Every line in the data below that includes "cases" belongs in the answer, copied as it stands.

+++ SUPPLIED DATA

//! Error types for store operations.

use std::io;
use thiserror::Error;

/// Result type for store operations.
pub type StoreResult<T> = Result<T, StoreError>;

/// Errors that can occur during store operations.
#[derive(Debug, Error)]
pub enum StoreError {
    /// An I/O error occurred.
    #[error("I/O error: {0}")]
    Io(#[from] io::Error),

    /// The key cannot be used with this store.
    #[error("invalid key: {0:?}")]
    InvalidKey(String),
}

++++++
+++ SUPPLIED DATA

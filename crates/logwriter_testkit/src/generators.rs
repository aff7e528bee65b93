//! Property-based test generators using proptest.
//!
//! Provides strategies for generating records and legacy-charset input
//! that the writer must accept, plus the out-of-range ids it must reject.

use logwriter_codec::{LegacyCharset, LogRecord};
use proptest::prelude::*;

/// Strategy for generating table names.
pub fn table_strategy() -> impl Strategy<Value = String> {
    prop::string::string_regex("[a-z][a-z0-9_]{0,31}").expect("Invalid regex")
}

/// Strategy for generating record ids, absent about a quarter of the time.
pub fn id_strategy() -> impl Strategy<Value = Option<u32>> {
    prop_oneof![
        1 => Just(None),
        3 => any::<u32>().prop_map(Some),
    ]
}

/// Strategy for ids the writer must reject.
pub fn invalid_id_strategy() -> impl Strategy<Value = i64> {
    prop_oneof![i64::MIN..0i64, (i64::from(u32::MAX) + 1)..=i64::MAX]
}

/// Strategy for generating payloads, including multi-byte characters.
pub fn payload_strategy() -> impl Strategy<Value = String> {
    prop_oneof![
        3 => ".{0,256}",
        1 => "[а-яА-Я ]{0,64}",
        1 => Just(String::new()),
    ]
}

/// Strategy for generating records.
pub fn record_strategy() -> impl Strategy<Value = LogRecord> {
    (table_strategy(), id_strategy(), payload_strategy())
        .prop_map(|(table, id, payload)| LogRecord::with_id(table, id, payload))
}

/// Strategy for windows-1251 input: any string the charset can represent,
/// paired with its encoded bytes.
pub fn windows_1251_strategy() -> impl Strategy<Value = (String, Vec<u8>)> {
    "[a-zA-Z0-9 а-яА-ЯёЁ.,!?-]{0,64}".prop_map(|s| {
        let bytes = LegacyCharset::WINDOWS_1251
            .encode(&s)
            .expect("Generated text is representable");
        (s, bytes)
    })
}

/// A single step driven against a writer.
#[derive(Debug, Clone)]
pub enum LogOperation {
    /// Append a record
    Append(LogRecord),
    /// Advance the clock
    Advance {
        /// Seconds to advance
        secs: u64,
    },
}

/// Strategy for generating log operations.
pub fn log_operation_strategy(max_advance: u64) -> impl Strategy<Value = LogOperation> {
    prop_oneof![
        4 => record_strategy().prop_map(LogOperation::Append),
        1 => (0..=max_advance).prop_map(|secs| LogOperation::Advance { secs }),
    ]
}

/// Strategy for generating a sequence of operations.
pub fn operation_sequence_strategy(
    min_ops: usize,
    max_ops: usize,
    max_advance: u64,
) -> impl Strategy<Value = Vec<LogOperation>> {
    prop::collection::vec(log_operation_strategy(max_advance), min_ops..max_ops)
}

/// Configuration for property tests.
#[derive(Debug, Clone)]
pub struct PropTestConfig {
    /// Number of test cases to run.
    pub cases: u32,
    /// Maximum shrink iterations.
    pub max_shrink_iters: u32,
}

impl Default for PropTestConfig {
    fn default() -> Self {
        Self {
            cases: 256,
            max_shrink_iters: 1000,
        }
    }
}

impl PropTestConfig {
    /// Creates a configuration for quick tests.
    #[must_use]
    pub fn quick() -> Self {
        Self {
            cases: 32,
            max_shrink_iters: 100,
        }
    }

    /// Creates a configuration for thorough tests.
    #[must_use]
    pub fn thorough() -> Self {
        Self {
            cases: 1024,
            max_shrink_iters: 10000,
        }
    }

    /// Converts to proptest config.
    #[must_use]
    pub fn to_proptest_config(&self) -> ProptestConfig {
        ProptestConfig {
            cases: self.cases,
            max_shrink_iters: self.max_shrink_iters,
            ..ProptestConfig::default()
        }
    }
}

++++++

• **WRITTEN ANSWER**
    /// Number of test cases to run.
    pub cases: u32,
            cases: 256,
            cases: 32,
            cases: 1024,
            cases: self.cases,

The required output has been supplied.